### WHAT YOU SHOULD DO
Only these lines of the data below are wanted: the one with "and rebuild what", the one with "Add the missing", and any lines between them, each repeated exactly.

##### DATA RECORDS

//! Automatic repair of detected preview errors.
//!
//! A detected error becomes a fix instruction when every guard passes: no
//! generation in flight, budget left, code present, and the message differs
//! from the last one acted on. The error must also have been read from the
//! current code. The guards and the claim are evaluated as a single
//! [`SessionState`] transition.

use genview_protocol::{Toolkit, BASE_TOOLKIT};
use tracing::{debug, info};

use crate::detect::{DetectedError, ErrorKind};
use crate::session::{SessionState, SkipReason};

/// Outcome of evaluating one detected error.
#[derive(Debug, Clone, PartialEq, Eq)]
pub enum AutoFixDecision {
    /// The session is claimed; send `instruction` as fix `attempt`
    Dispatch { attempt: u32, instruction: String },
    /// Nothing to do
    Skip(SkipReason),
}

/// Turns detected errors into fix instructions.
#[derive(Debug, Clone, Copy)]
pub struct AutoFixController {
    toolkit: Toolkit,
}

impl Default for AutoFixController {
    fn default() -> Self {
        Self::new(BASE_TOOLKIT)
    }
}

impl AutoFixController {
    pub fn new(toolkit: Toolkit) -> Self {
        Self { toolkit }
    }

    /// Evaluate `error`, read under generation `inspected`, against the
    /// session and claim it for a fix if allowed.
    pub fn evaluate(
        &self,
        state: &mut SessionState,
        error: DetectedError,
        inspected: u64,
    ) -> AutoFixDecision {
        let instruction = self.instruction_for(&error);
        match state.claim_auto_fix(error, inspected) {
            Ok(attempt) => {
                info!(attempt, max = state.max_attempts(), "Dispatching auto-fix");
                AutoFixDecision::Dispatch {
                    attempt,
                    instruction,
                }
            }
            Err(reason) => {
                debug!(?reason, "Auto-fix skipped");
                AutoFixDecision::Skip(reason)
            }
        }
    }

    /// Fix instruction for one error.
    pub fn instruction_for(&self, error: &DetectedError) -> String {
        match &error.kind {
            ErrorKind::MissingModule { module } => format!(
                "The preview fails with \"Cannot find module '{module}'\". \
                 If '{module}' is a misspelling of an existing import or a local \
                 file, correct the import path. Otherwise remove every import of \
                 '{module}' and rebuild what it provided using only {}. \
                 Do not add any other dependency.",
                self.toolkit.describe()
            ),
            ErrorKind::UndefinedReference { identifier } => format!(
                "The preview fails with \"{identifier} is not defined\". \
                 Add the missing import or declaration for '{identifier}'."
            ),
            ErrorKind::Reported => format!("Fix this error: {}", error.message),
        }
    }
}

##########

### SOLUTION FOR THIS TASK
                 '{module}' and rebuild what it provided using only {}. \
                 Do not add any other dependency.",
                self.toolkit.describe()
            ),
            ErrorKind::UndefinedReference { identifier } => format!(
                "The preview fails with \"{identifier} is not defined\". \
                 Add the missing import or declaration for '{identifier}'."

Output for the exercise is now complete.